PROVIDED DATA: Begin
async fn run_pipeline(
    listener: &Arc<HttpListener>,
    bindings: &Arc<Bindings>,
    meta: &RequestMeta,
    headers: &HeaderMap,
    client_body: ProxyBody,
) -> Result<PipelineOk, PipelineErr> {
    let ctx = &listener.ctx;
    let rule = &bindings.rule;

    // 1. Access control.
    let ip_str = meta.client_ip.to_string();
    if !ctx.access.allows(AccessProtocol::Http, &meta.client_ip, &ip_str) {
        return Err((
            ProxyError::Denied(DenyReason::Access),
            String::new(),
            String::new(),
        ));
    }

    // 2. Rate limiting. Bans live in the limiter's own ban map and reject
    // with 429 without spending tokens.
    if let Some(limiter) = &bindings.limiter {
        match limiter.check(meta.client_ip) {
            RateDecision::Allowed => {}
            RateDecision::Banned => {
                return Err((
                    ProxyError::Denied(DenyReason::RateLimited),
                    String::new(),
                    String::new(),
                ));
            }
            RateDecision::Limited { newly_banned } => {
                if newly_banned {
                    if let Some(window) = limiter.ban_window() {
                        ctx.observer.push_log(format!(
                            "[NODE {}] rate limit exceeded, client {} banned for {}s",
                            meta.listen_addr,
                            meta.client_ip,
                            window.as_secs()
                        ));
                    }
                }
                return Err((
                    ProxyError::Denied(DenyReason::RateLimited),
                    String::new(),
                    String::new(),
                ));
            }
        }
    }

    // 3. Route matching.
    let Some(matched) = match_route(&rule.routes, &meta.host, &meta.method, headers, &meta.path)
    else {
        return Err((ProxyError::RouteMiss, String::new(), String::new()));
    };
    let route = matched.route;
    let route_id = route.id.as_str().to_string();

    // 4. Basic auth (unless the route opted out).
    if let Some(auth) = &rule.basic_auth {
        if !route.exclude_basic_auth && !basic_auth_ok(headers, &auth.username, &auth.password) {
            return Err((
                ProxyError::Denied(DenyReason::Auth),
                route_id,
                String::new(),
            ));
        }
    }

    // 5. Request URL transformation.
    let effective_uri = rewrite_uri(&meta.uri, &route.url_rewrites);

    // 6. Static files first; a miss falls through to upstreams.
    if let Some(dir) = &route.static_dir {
        if let Some(resp) =
            super::static_files::serve_static(dir, effective_uri.path(), &meta.method).await
        {
            let resp = finalize_response(bindings, route, meta, headers, resp)
                .await
                .map_err(|e| (e, route_id.clone(), String::new()))?;
            return Ok((resp, route_id, String::new()));
        }
        if route.upstreams.is_empty() {
            return Err((ProxyError::RouteMiss, route_id, String::new()));
        }
    }

    // 7. Request body: buffer only when substitution rules need it.
    let request_ct = headers
        .get(header::CONTENT_TYPE)
        .and_then(|v| v.to_str().ok())
        .map(str::to_string);
    let mut req_body =
        if transform::has_active_body_rules(&route.request_body_replace, request_ct.as_deref()) {
            let bytes = body::collect_capped(client_body, bindings.limits.max_request_body)
                .await
                .map_err(|e| (e, route_id.clone(), String::new()))?;
            let bytes = transform::apply_body_rules(
                bytes,
                &route.request_body_replace,
                request_ct.as_deref(),
            );
            ReqBody::Buffered(bytes)
        } else {
            ReqBody::Stream(Some(client_body))
        };

    // 8. Forward, retrying across members on locally-generated failures.
    forward(
        listener,
        bindings,
        meta,
        headers,
        route,
        &matched,
        effective_uri,
        &mut req_body,
    )
    .await
    .map(|(resp, upstream)| (resp, route_id.clone(), upstream))
    .map_err(|(e, upstream)| (e, route_id, upstream))
}

// ============================================================================
// Forwarding
// ============================================================================

#[allow(clippy::too_many_arguments)]
async fn forward(
    listener: &Arc<HttpListener>,
    bindings: &Arc<Bindings>,
    meta: &RequestMeta,
    inbound_headers: &HeaderMap,
    route: &HttpRoute,
    matched: &RouteMatch<'_>,
    effective_uri: Uri,
    req_body: &mut ReqBody,
) -> Result<(Response<ProxyBody>, String), (ProxyError, String)> {
    let ctx = &listener.ctx;
    let read_timeout = Duration::from_millis(bindings.limits.read_timeout_ms.max(1));
    let route_key = route.id.as_str();

    let retries_allowed = route.upstreams.len().saturating_sub(1);
    let mut tried: Vec<String> = Vec::new();
    let mut last_err: Option<ProxyError> = None;

    while let Some(upstream_url) = ctx.selector.pick(route_key, &route.upstreams, &tried) {
        tried.push(upstream_url.clone());

        let target = match build_target_url(
            &upstream_url,
            matched.matched_prefix,
            route.proxy_pass_path.as_deref(),
            &effective_uri,
            listener.port(),
        ) {
            Ok(t) => t,
            Err(e) => return Err((e, upstream_url)),
        };

        match send_with_redirects(
            listener,
            bindings,
            meta,
            inbound_headers,
            route,
            target,
            req_body,
            read_timeout,
        )
        .await
        {
            Ok(resp) => {
                ctx.selector.record_success(&upstream_url);
                let resp = finalize_response(bindings, route, meta, inbound_headers, resp)
                    .await
                    .map_err(|e| (e, upstream_url.clone()))?;
                return Ok((resp, upstream_url));
            }
            Err(e) => {
                ctx.selector.record_failure(&upstream_url);
                debug!(
                    upstream = %upstream_url,
                    error = %e,
                    attempt = tried.len(),
                    "upstream attempt failed"
                );

                let more_members = tried.len() <= retries_allowed;
                let can_retry =
                    more_members && (is_idempotent(&meta.method) || req_body.replayable());
                if !can_retry || !req_body.replayable() {
                    return Err((terminal_error(e, tried.len()), upstream_url));
                }
                last_err = Some(e);
            }
        }
    }

    let last_upstream = tried.last().cloned().unwrap_or_default();
    match last_err {
        Some(e) => Err((terminal_error(e, tried.len()), last_upstream)),
        None => Err((
            ProxyError::UpstreamUnavailable {
                after_retries: tried.len().saturating_sub(1),
            },
            last_upstream,
        )),
    }
}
PROVIDED DATA: End
Look over the records above and say how many lines hold the word "ReqBody", giving the number alone.

• _SOLUTION_:
3